> _Task description_: Here the requirement is to repeat every record exactly, in full.

> _Excerpted data_:
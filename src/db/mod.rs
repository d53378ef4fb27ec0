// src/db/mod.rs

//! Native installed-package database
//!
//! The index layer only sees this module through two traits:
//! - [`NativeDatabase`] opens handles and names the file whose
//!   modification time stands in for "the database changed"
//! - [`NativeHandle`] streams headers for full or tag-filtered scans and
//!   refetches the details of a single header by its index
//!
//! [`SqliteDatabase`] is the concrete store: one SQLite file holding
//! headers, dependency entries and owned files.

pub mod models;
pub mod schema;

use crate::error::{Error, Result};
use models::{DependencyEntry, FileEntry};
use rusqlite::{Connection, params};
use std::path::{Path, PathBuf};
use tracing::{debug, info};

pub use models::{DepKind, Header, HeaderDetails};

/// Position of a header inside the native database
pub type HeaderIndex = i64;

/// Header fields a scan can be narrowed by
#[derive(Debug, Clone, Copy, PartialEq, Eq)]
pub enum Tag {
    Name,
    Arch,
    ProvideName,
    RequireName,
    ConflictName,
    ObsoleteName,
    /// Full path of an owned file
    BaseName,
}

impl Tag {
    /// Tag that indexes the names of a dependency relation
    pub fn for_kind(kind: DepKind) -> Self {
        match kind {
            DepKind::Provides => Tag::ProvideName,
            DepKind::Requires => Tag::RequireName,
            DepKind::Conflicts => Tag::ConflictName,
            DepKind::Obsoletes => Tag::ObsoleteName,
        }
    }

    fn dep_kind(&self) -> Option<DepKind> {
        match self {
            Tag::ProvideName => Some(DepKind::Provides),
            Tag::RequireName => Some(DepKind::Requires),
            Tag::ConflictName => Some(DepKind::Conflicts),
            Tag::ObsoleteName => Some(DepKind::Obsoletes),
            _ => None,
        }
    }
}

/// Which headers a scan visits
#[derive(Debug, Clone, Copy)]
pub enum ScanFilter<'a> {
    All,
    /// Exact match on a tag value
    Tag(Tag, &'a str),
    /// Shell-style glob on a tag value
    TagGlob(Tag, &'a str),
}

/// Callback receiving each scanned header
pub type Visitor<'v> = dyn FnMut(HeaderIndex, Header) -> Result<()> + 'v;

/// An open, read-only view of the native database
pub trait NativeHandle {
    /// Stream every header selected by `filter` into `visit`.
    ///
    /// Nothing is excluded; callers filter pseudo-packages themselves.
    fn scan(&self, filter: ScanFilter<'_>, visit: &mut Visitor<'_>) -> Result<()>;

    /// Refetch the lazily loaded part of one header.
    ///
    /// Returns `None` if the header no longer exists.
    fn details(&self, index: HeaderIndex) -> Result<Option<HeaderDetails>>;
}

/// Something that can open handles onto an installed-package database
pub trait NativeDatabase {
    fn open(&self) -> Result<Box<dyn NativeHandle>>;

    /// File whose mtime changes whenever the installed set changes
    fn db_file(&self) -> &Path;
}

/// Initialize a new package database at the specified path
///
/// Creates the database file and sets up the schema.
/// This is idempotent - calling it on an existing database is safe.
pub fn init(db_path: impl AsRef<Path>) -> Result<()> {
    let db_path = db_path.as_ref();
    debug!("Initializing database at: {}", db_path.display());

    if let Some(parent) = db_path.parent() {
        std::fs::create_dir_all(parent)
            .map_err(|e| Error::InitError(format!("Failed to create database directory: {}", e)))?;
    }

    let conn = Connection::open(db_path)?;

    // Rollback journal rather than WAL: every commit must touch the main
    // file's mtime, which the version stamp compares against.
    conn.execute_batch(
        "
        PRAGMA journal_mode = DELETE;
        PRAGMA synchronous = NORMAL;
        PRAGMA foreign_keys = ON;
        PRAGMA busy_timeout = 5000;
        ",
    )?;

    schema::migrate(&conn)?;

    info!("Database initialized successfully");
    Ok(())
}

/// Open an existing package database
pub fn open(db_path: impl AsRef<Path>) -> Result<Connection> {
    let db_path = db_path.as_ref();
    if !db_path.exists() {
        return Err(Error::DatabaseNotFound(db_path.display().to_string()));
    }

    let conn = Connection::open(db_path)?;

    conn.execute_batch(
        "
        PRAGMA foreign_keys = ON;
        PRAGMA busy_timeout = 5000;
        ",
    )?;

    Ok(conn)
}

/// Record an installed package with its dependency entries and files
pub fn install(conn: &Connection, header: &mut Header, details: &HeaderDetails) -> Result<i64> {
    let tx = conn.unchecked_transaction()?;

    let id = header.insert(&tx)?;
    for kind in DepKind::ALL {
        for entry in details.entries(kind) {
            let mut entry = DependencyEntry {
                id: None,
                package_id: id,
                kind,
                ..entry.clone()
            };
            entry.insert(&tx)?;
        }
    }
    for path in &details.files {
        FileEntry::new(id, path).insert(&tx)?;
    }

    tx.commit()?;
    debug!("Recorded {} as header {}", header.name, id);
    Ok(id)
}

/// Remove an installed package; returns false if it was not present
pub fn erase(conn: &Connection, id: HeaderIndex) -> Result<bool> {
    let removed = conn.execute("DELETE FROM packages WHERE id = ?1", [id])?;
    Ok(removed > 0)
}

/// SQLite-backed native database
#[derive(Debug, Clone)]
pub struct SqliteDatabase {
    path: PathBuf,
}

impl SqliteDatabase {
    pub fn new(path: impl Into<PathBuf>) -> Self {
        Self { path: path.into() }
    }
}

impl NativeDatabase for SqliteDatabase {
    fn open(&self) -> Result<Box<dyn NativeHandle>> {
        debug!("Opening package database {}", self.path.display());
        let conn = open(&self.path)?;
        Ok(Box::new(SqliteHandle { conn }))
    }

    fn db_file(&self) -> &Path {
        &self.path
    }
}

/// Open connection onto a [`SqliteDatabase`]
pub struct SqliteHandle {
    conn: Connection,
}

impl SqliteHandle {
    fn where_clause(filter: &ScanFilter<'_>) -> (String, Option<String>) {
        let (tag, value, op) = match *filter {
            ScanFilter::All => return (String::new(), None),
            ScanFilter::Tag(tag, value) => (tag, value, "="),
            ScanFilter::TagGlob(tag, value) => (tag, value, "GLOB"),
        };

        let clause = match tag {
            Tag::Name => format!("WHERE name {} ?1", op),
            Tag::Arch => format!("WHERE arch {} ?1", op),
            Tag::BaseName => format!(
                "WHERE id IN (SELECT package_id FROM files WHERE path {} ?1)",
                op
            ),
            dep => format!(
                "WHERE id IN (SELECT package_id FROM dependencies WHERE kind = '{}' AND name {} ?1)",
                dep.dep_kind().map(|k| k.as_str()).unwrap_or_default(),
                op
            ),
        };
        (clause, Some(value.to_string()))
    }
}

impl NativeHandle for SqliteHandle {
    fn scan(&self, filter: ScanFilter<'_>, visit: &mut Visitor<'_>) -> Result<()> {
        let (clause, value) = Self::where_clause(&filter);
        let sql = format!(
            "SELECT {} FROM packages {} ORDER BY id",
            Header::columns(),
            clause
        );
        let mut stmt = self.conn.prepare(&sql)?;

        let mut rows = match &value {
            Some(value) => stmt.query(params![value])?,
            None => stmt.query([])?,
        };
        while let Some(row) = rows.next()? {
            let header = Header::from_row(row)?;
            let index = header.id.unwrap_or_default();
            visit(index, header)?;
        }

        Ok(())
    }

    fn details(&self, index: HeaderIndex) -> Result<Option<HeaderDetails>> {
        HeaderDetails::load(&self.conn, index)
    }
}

> _Solved problem_:
filename src/db/mod.rs
repository d53378ef4fb27ec0
// src/db/mod.rs

//! Native installed-package database
//!
//! The index layer only sees this module through two traits:
//! - [`NativeDatabase`] opens handles and names the file whose
//!   modification time stands in for "the database changed"
//! - [`NativeHandle`] streams headers for full or tag-filtered scans and
//!   refetches the details of a single header by its index
//!
//! [`SqliteDatabase`] is the concrete store: one SQLite file holding
//! headers, dependency entries and owned files.

pub mod models;
pub mod schema;

use crate::error::{Error, Result};
use models::{DependencyEntry, FileEntry};
use rusqlite::{Connection, params};
use std::path::{Path, PathBuf};
use tracing::{debug, info};

pub use models::{DepKind, Header, HeaderDetails};

/// Position of a header inside the native database
pub type HeaderIndex = i64;

/// Header fields a scan can be narrowed by
#[derive(Debug, Clone, Copy, PartialEq, Eq)]
pub enum Tag {
    Name,
    Arch,
    ProvideName,
    RequireName,
    ConflictName,
    ObsoleteName,
    /// Full path of an owned file
    BaseName,
}

impl Tag {
    /// Tag that indexes the names of a dependency relation
    pub fn for_kind(kind: DepKind) -> Self {
        match kind {
            DepKind::Provides => Tag::ProvideName,
            DepKind::Requires => Tag::RequireName,
            DepKind::Conflicts => Tag::ConflictName,
            DepKind::Obsoletes => Tag::ObsoleteName,
        }
    }

    fn dep_kind(&self) -> Option<DepKind> {
        match self {
            Tag::ProvideName => Some(DepKind::Provides),
            Tag::RequireName => Some(DepKind::Requires),
            Tag::ConflictName => Some(DepKind::Conflicts),
            Tag::ObsoleteName => Some(DepKind::Obsoletes),
            _ => None,
        }
    }
}

/// Which headers a scan visits
#[derive(Debug, Clone, Copy)]
pub enum ScanFilter<'a> {
    All,
    /// Exact match on a tag value
    Tag(Tag, &'a str),
    /// Shell-style glob on a tag value
    TagGlob(Tag, &'a str),
}

/// Callback receiving each scanned header
pub type Visitor<'v> = dyn FnMut(HeaderIndex, Header) -> Result<()> + 'v;

/// An open, read-only view of the native database
pub trait NativeHandle {
    /// Stream every header selected by `filter` into `visit`.
    ///
    /// Nothing is excluded; callers filter pseudo-packages themselves.
    fn scan(&self, filter: ScanFilter<'_>, visit: &mut Visitor<'_>) -> Result<()>;

    /// Refetch the lazily loaded part of one header.
    ///
    /// Returns `None` if the header no longer exists.
    fn details(&self, index: HeaderIndex) -> Result<Option<HeaderDetails>>;
}

/// Something that can open handles onto an installed-package database
pub trait NativeDatabase {
    fn open(&self) -> Result<Box<dyn NativeHandle>>;

    /// File whose mtime changes whenever the installed set changes
    fn db_file(&self) -> &Path;
}

/// Initialize a new package database at the specified path
///
/// Creates the database file and sets up the schema.
/// This is idempotent - calling it on an existing database is safe.
pub fn init(db_path: impl AsRef<Path>) -> Result<()> {
    let db_path = db_path.as_ref();
    debug!("Initializing database at: {}", db_path.display());

    if let Some(parent) = db_path.parent() {
        std::fs::create_dir_all(parent)
            .map_err(|e| Error::InitError(format!("Failed to create database directory: {}", e)))?;
    }

    let conn = Connection::open(db_path)?;

    // Rollback journal rather than WAL: every commit must touch the main
    // file's mtime, which the version stamp compares against.
    conn.execute_batch(
        "
        PRAGMA journal_mode = DELETE;
        PRAGMA synchronous = NORMAL;
        PRAGMA foreign_keys = ON;
        PRAGMA busy_timeout = 5000;
        ",
    )?;

    schema::migrate(&conn)?;

    info!("Database initialized successfully");
    Ok(())
}

/// Open an existing package database
pub fn open(db_path: impl AsRef<Path>) -> Result<Connection> {
    let db_path = db_path.as_ref();
    if !db_path.exists() {
        return Err(Error::DatabaseNotFound(db_path.display().to_string()));
    }

    let conn = Connection::open(db_path)?;

    conn.execute_batch(
        "
        PRAGMA foreign_keys = ON;
        PRAGMA busy_timeout = 5000;
        ",
    )?;

    Ok(conn)
}

/// Record an installed package with its dependency entries and files
pub fn install(conn: &Connection, header: &mut Header, details: &HeaderDetails) -> Result<i64> {
    let tx = conn.unchecked_transaction()?;

    let id = header.insert(&tx)?;
    for kind in DepKind::ALL {
        for entry in details.entries(kind) {
            let mut entry = DependencyEntry {
                id: None,
                package_id: id,
                kind,
                ..entry.clone()
            };
            entry.insert(&tx)?;
        }
    }
    for path in &details.files {
        FileEntry::new(id, path).insert(&tx)?;
    }

    tx.commit()?;
    debug!("Recorded {} as header {}", header.name, id);
    Ok(id)
}

/// Remove an installed package; returns false if it was not present
pub fn erase(conn: &Connection, id: HeaderIndex) -> Result<bool> {
    let removed = conn.execute("DELETE FROM packages WHERE id = ?1", [id])?;
    Ok(removed > 0)
}

/// SQLite-backed native database
#[derive(Debug, Clone)]
pub struct SqliteDatabase {
    path: PathBuf,
}

impl SqliteDatabase {
    pub fn new(path: impl Into<PathBuf>) -> Self {
        Self { path: path.into() }
    }
}

impl NativeDatabase for SqliteDatabase {
    fn open(&self) -> Result<Box<dyn NativeHandle>> {
        debug!("Opening package database {}", self.path.display());
        let conn = open(&self.path)?;
        Ok(Box::new(SqliteHandle { conn }))
    }

    fn db_file(&self) -> &Path {
        &self.path
    }
}

/// Open connection onto a [`SqliteDatabase`]
pub struct SqliteHandle {
    conn: Connection,
}

impl SqliteHandle {
    fn where_clause(filter: &ScanFilter<'_>) -> (String, Option<String>) {
        let (tag, value, op) = match *filter {
            ScanFilter::All => return (String::new(), None),
            ScanFilter::Tag(tag, value) => (tag, value, "="),
            ScanFilter::TagGlob(tag, value) => (tag, value, "GLOB"),
        };

        let clause = match tag {
            Tag::Name => format!("WHERE name {} ?1", op),
            Tag::Arch => format!("WHERE arch {} ?1", op),
            Tag::BaseName => format!(
                "WHERE id IN (SELECT package_id FROM files WHERE path {} ?1)",
                op
            ),
            dep => format!(
                "WHERE id IN (SELECT package_id FROM dependencies WHERE kind = '{}' AND name {} ?1)",
                dep.dep_kind().map(|k| k.as_str()).unwrap_or_default(),
                op
            ),
        };
        (clause, Some(value.to_string()))
    }
}

impl NativeHandle for SqliteHandle {
    fn scan(&self, filter: ScanFilter<'_>, visit: &mut Visitor<'_>) -> Result<()> {
        let (clause, value) = Self::where_clause(&filter);
        let sql = format!(
            "SELECT {} FROM packages {} ORDER BY id",
            Header::columns(),
            clause
        );
        let mut stmt = self.conn.prepare(&sql)?;

        let mut rows = match &value {
            Some(value) => stmt.query(params![value])?,
            None => stmt.query([])?,
        };
        while let Some(row) = rows.next()? {
            let header = Header::from_row(row)?;
            let index = header.id.unwrap_or_default();
            visit(index, header)?;
        }

        Ok(())
    }

    fn details(&self, index: HeaderIndex) -> Result<Option<HeaderDetails>> {
        HeaderDetails::load(&self.conn, index)
    }
}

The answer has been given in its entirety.